When to plant corn in California? In northern California, for example, you might have to wait May in the coldest zones (zones 6 and 7), while corn may germinate since March in the others. Hotter zones in central and southern California would allow for sowing corn in March. But in the South, the lack of precipitation makes planting corn futile in more than half of the available territory.

This scenario repeats itself in other parts of the state. And even some of the hottest areas still may not provide a suitable climate for corn. According to the USDA plant hardiness zone map, California has three distinct zones. Let’s see each region in more detail.

When To Plant Corn In California: North, Central, And South

When to Plant Corn in California

Planting corn outside means avoiding the most damaging elements, starting with frost. If you do not know when your last frost date is, a helpful resource is The Old Farmer’s almanac.

Sowing In Northern California (USDA Hardiness Zones 5-10)

Luckily, northern California is more than extreme drought, forest fires, and heatwaves. But there might be a debate regarding where NorCal begins and ends. For this guide, we will draw the line at Santa Cruz. Anything else lower along the coast is widely considered central California.

Extreme and exceptional drought represents a deadly obstacle to growing corn from the Oregon border to the Bay Area. And according to the U.S. Drought Monitor map, drought progression towards more extreme conditions usually last from spring until late fall.
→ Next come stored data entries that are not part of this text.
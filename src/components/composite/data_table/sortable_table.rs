//! SortableTable Component
//!
//! Read-only table that owns its sort column and direction. Sorting works on
//! a copy of the caller rows and compares values as strings.

use std::sync::Arc;

use gpui::{
    ClickEvent, Context, FontWeight, InteractiveElement, IntoElement, ParentElement, Render,
    SharedString, StatefulInteractiveElement, Styled, Window, div, px,
};

use super::column::Column;
use super::static_table::{body_rows, empty_state, header_cell, header_row, table_frame};
use crate::domain::row::Row;
use crate::state::sort_state::{SortDirection, SortState};
use crate::theme::colors::DeskColors;

/// Caption and empty-state strings
#[derive(Debug, Clone)]
pub struct SortLabels {
    pub sorted_by: SharedString,
    pub asc: SharedString,
    pub desc: SharedString,
    pub no_data: SharedString,
}

impl Default for SortLabels {
    fn default() -> Self {
        Self {
            sorted_by: "Sorted by".into(),
            asc: "ascending".into(),
            desc: "descending".into(),
            no_data: "No data".into(),
        }
    }
}

/// Table sorted by header clicks
pub struct SortableTable {
    id: SharedString,
    columns: Arc<[Column]>,
    rows: Vec<Row>,
    sort: SortState,
    labels: SortLabels,
}

impl SortableTable {
    /// Create a table with the caller's default sort
    pub fn new(
        id: impl Into<SharedString>,
        columns: impl Into<Arc<[Column]>>,
        rows: Vec<Row>,
        default_sort_column: Option<String>,
        default_sort_direction: SortDirection,
        _cx: &mut Context<Self>,
    ) -> Self {
        Self {
            id: id.into(),
            columns: columns.into(),
            rows,
            sort: SortState::new(default_sort_column, default_sort_direction),
            labels: SortLabels::default(),
        }
    }

    /// Replace the rows; the sort state is kept
    pub fn set_rows(&mut self, rows: Vec<Row>) {
        self.rows = rows;
    }

    /// Replace the columns (e.g. after a locale change)
    pub fn set_columns(&mut self, columns: impl Into<Arc<[Column]>>) {
        self.columns = columns.into();
    }

    pub fn set_labels(&mut self, labels: SortLabels) {
        self.labels = labels;
    }

    pub fn sort_state(&self) -> &SortState {
        &self.sort
    }

    fn handle_sort(&mut self, key: &str, cx: &mut Context<Self>) {
        self.sort.toggle(key);
        cx.notify();
    }

    fn render_sort_header(&self, column: &Column, cx: &mut Context<Self>) -> impl IntoElement {
        let key = column.key.clone();
        let indicator = if self.sort.is_active(&column.key) {
            self.sort.direction.indicator()
        } else {
            "↕"
        };
        let text_color = if self.sort.is_active(&column.key) {
            DeskColors::accent()
        } else {
            DeskColors::text_secondary()
        };

        column
            .width
            .apply(div())
            .px_2()
            .child(
                div()
                    .id(SharedString::from(format!("{}-sort-{}", self.id, column.key)))
                    .flex()
                    .items_center()
                    .gap_1()
                    .px_1()
                    .py_1()
                    .rounded_md()
                    .cursor_pointer()
                    .text_sm()
                    .font_weight(FontWeight::MEDIUM)
                    .text_color(text_color)
                    .hover(|s| s.bg(DeskColors::table_row_hover()))
                    .on_click(cx.listener(move |this, _event: &ClickEvent, _window, cx| {
                        this.handle_sort(&key, cx);
                    }))
                    .child(column.label.clone())
                    .child(div().text_size(px(11.0)).child(indicator)),
            )
    }
}

/// "Sorted by: <label> (<direction>)", or `None` while unsorted.
///
/// A key with no matching column shows the key itself.
pub fn sort_caption(sort: &SortState, columns: &[Column], labels: &SortLabels) -> Option<String> {
    let key = sort.column.as_deref()?;
    let name = columns
        .iter()
        .find(|column| column.key.as_str() == key)
        .map(|column| column.label.to_string())
        .unwrap_or_else(|| key.to_string());
    let direction = match sort.direction {
        SortDirection::Asc => &labels.asc,
        SortDirection::Desc => &labels.desc,
    };
    Some(format!("{}: {} ({})", labels.sorted_by, name, direction))
}

impl Render for SortableTable {
    fn render(&mut self, _window: &mut Window, cx: &mut Context<Self>) -> impl IntoElement {
        let columns = self.columns.clone();
        let header = header_row().children(columns.iter().map(|column| {
            if column.sortable {
                self.render_sort_header(column, cx).into_any_element()
            } else {
                header_cell(column).into_any_element()
            }
        }));

        let mut frame = table_frame().child(header);
        if self.rows.is_empty() {
            frame = frame.child(empty_state(self.labels.no_data.clone()));
        } else {
            let sorted = self.sort.apply(&self.rows);
            frame = frame.children(body_rows(&columns, sorted).collect::<Vec<_>>());
        }

        let mut container = div().w_full().flex().flex_col().gap_3().child(frame);
        if let Some(caption) = sort_caption(&self.sort, &columns, &self.labels) {
            container = container.child(
                div()
                    .text_sm()
                    .text_color(DeskColors::text_muted())
                    .child(caption),
            );
        }
        container
    }
}

#[cfg(test)]
mod tests {
    use super::*;

    fn columns() -> Vec<Column> {
        vec![
            Column::new("address", "Address"),
            Column::new("price", "Price"),
        ]
    }

    #[test]
    fn test_caption_names_column_and_direction() {
        let labels = SortLabels::default();
        let mut sort = SortState::new(Some("address".to_string()), SortDirection::Asc);
        assert_eq!(
            sort_caption(&sort, &columns(), &labels).as_deref(),
            Some("Sorted by: Address (ascending)")
        );

        sort.toggle("address");
        assert_eq!(
            sort_caption(&sort, &columns(), &labels).as_deref(),
            Some("Sorted by: Address (descending)")
        );
    }

    #[test]
    fn test_caption_falls_back_to_key() {
        let sort = SortState::new(Some("closingDate".to_string()), SortDirection::Desc);
        assert_eq!(
            sort_caption(&sort, &columns(), &SortLabels::default()).as_deref(),
            Some("Sorted by: closingDate (descending)")
        );
    }

    #[test]
    fn test_no_caption_while_unsorted() {
        let sort = SortState::new(None, SortDirection::Asc);
        assert_eq!(sort_caption(&sort, &columns(), &SortLabels::default()), None);
    }

    #[test]
    fn test_caption_uses_localized_labels() {
        let labels = SortLabels {
            sorted_by: "Ordenado por".into(),
            asc: "ascendente".into(),
            desc: "descendente".into(),
            no_data: "Sin datos".into(),
        };
        let sort = SortState::new(Some("price".to_string()), SortDirection::Asc);
        assert_eq!(
            sort_caption(&sort, &columns(), &labels).as_deref(),
            Some("Ordenado por: Price (ascendente)")
        );
    }
}
//! Row - Open-ended Table Record
//!
//! A row maps field names to JSON values. Tables only ever read rows; the
//! identifier field is configurable per table.

use serde::{Deserialize, Serialize};
use serde_json::{Map, Number, Value};

static NULL: Value = Value::Null;

/// A single addressable record bound to a table
#[derive(Debug, Clone, Default, PartialEq, Serialize, Deserialize)]
#[serde(transparent)]
pub struct Row(Map<String, Value>);

impl Row {
    /// Create an empty row
    pub fn new() -> Self {
        Self(Map::new())
    }

    /// Builder-style field setter
    pub fn with(mut self, key: impl Into<String>, value: impl Into<Value>) -> Self {
        self.0.insert(key.into(), value.into());
        self
    }

    /// Convert a JSON value into a row; only objects qualify
    pub fn from_value(value: Value) -> Option<Self> {
        match value {
            Value::Object(map) => Some(Self(map)),
            _ => None,
        }
    }

    /// Get a field if it is present
    pub fn get(&self, key: &str) -> Option<&Value> {
        self.0.get(key)
    }

    /// Get a field, treating a missing key as `null`
    pub fn value(&self, key: &str) -> &Value {
        self.0.get(key).unwrap_or(&NULL)
    }

    /// Set a field
    pub fn set(&mut self, key: impl Into<String>, value: Value) {
        self.0.insert(key.into(), value);
    }

    /// Row identifier as a string.
    ///
    /// A missing identifier stringifies to `"undefined"`, which leaves the row
    /// unaddressable for selection rather than failing.
    pub fn id(&self, id_key: &str) -> String {
        match self.0.get(id_key) {
            Some(value) => js_string(value),
            None => "undefined".to_string(),
        }
    }

    /// Iterate over field values
    pub fn values(&self) -> impl Iterator<Item = &Value> {
        self.0.values()
    }

    /// Iterate over `(field, value)` pairs
    pub fn fields(&self) -> impl Iterator<Item = (&String, &Value)> {
        self.0.iter()
    }

    /// Number of fields
    pub fn len(&self) -> usize {
        self.0.len()
    }

    /// Check if the row has no fields
    pub fn is_empty(&self) -> bool {
        self.0.is_empty()
    }
}

impl From<Map<String, Value>> for Row {
    fn from(map: Map<String, Value>) -> Self {
        Self(map)
    }
}

impl From<Row> for Value {
    fn from(row: Row) -> Self {
        Value::Object(row.0)
    }
}

/// Stringify a value the way `String(value)` does in a browser.
pub fn js_string(value: &Value) -> String {
    match value {
        Value::Null => "null".to_string(),
        Value::Bool(b) => b.to_string(),
        Value::Number(n) => js_number(n),
        Value::String(s) => s.clone(),
        Value::Array(items) => items
            .iter()
            .map(|item| match item {
                Value::Null => String::new(),
                other => js_string(other),
            })
            .collect::<Vec<_>>()
            .join(","),
        Value::Object(_) => "[object Object]".to_string(),
    }
}

/// Format a JSON number without a trailing `.0` on whole floats
pub fn js_number(n: &Number) -> String {
    if let Some(i) = n.as_i64() {
        return i.to_string();
    }
    if let Some(u) = n.as_u64() {
        return u.to_string();
    }
    n.as_f64().map(js_float).unwrap_or_default()
}

/// Format a float like a browser number-to-string conversion.
///
/// Magnitudes below `1e-7` or from `1e21` up use exponent form (`1e-7`,
/// `1.5e+21`).
pub fn js_float(f: f64) -> String {
    if f.is_nan() {
        "NaN".to_string()
    } else if f.is_infinite() {
        let sign = if f > 0.0 { "" } else { "-" };
        format!("{sign}Infinity")
    } else if f == 0.0 {
        "0".to_string()
    } else if f.abs() >= 1e21 || f.abs() < 1e-7 {
        let sci = format!("{f:e}");
        match sci.split_once('e') {
            Some((mantissa, exp)) if !exp.starts_with('-') => format!("{mantissa}e+{exp}"),
            _ => sci,
        }
    } else if f.fract() == 0.0 {
        format!("{f:.0}")
    } else {
        f.to_string()
    }
}

/// Sort key for a field: missing and `null` map to the empty string
pub fn sort_key(value: Option<&Value>) -> String {
    match value {
        None | Some(Value::Null) => String::new(),
        Some(value) => js_string(value),
    }
}

/// Text shown for a raw cell value without a renderer.
///
/// Strings and numbers display as-is, arrays concatenate their items, and
/// everything else renders empty.
pub fn cell_text(value: &Value) -> String {
    match value {
        Value::String(s) => s.clone(),
        Value::Number(n) => js_number(n),
        Value::Array(items) => items.iter().map(cell_text).collect(),
        Value::Null | Value::Bool(_) | Value::Object(_) => String::new(),
    }
}

/// Whether a value holds something, numbers counting even when zero
pub fn holds_value(value: &Value) -> bool {
    match value {
        Value::Null => false,
        Value::Bool(b) => *b,
        Value::Number(_) => true,
        Value::String(s) => !s.is_empty(),
        Value::Array(_) | Value::Object(_) => true,
    }
}
//! Notice Panel Component
//!
//! Shows user notices at the bottom of the screen, newest first.

use gpui::{
    ClickEvent, Context, FontWeight, InteractiveElement, IntoElement, ParentElement, Render,
    StatefulInteractiveElement, Styled, Window, div, px,
};

use crate::app::entities::AppEntities;
use crate::constants::NOTICE_PANEL_VISIBLE;
use crate::i18n::t;
use crate::state::notice_state::Notice;
use crate::theme::colors::DeskColors;
use crate::utils::format::format_time;

/// Notice panel component
pub struct NoticePanel {
    entities: AppEntities,
    expanded: bool,
}

impl NoticePanel {
    pub fn new(entities: AppEntities, cx: &mut Context<Self>) -> Self {
        cx.observe(&entities.notices, |_this, _, cx| cx.notify())
            .detach();
        cx.observe(&entities.i18n, |_this, _, cx| cx.notify())
            .detach();

        Self {
            entities,
            expanded: true,
        }
    }

    fn toggle_expanded(&mut self, cx: &mut Context<Self>) {
        self.expanded = !self.expanded;
        cx.notify();
    }

    fn render_notice(notice: &Notice) -> impl IntoElement {
        div()
            .w_full()
            .flex()
            .items_center()
            .gap_2()
            .py_px()
            .child(
                div()
                    .text_color(DeskColors::text_muted())
                    .text_size(px(11.0))
                    .min_w(px(64.0))
                    .child(format_time(&notice.timestamp)),
            )
            .child(
                div()
                    .text_color(notice.level.color())
                    .text_size(px(11.0))
                    .min_w(px(40.0))
                    .child(notice.level.label()),
            )
            .child(
                div()
                    .text_color(DeskColors::text_light())
                    .text_size(px(12.0))
                    .flex_1()
                    .child(notice.message.clone()),
            )
    }

    fn header_button(id: &'static str) -> gpui::Stateful<gpui::Div> {
        div()
            .id(id)
            .px_2()
            .py_1()
            .rounded_sm()
            .text_color(DeskColors::text_muted())
            .text_size(px(11.0))
            .cursor_pointer()
            .hover(|s| s.bg(gpui::rgba(0xffffff22)))
    }
}

impl Render for NoticePanel {
    fn render(&mut self, _window: &mut Window, cx: &mut Context<Self>) -> impl IntoElement {
        let locale = self.entities.i18n.read(cx).locale;
        let notices = self.entities.notices.read(cx);
        let height = if self.expanded { px(140.0) } else { px(32.0) };
        let entities = self.entities.clone();

        let header = div()
            .h(px(32.0))
            .w_full()
            .px_4()
            .flex()
            .items_center()
            .justify_between()
            .border_b_1()
            .border_color(gpui::rgba(0xffffff22))
            .child(
                div()
                    .flex()
                    .items_center()
                    .gap_2()
                    .child(
                        div()
                            .text_color(DeskColors::text_light())
                            .text_size(px(13.0))
                            .font_weight(FontWeight::MEDIUM)
                            .child(t(locale, "notice-title")),
                    )
                    .child(
                        div()
                            .text_color(DeskColors::text_muted())
                            .text_size(px(11.0))
                            .child(format!("({})", notices.len())),
                    ),
            )
            .child(
                div()
                    .flex()
                    .items_center()
                    .gap_2()
                    .child(
                        Self::header_button("clear-notices")
                            .on_click(move |_event: &ClickEvent, _window, cx| {
                                entities.notices.update(cx, |notices, cx| {
                                    notices.clear();
                                    cx.notify();
                                });
                            })
                            .child(t(locale, "notice-clear")),
                    )
                    .child(
                        Self::header_button("toggle-notices")
                            .on_click(cx.listener(|this, _event: &ClickEvent, _window, cx| {
                                this.toggle_expanded(cx);
                            }))
                            .child(if self.expanded { "▼" } else { "▲" }),
                    ),
            );

        let mut panel = div()
            .h(height)
            .w_full()
            .bg(DeskColors::notice_panel_bg())
            .flex()
            .flex_col()
            .child(header);

        if self.expanded {
            panel = panel.child(
                div()
                    .id("notice-entries")
                    .flex_1()
                    .overflow_y_scroll()
                    .px_4()
                    .py_1()
                    .children(notices.latest(NOTICE_PANEL_VISIBLE).map(Self::render_notice)),
            );
        }

        panel
    }
}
Sweet corn requires careful attention to detail to achieve high yields, quality, as well as uniformity of maturity and harvest timing. In general, corn emerges from the soil in 4 to 5 days.

Depending on temperatures, it may even take a little longer. The first year and the second year will not yield the same size. So, you might want to switch to planting corn in one year only for better uniformity and quality. Monitor the temperatures at the north and the south side of the bed because they will probably be different.

When To Plant Corn In Northern California?

When to Plant Corn in California

You might have to choose corn varieties through trials, which means you could be looking at more than 200 varieties. After selecting the more apt corn species for your land, start production in mid-April for the best results. Otherwise, wait until May.

Before establishing a crop, it is better to get its bed ready in the fall. And if you work the soil before the winter rains, you could speed up the process. In other words, you could plant the seeds around late February. Or slightly sooner if the soil temperature reaches 50F (10C).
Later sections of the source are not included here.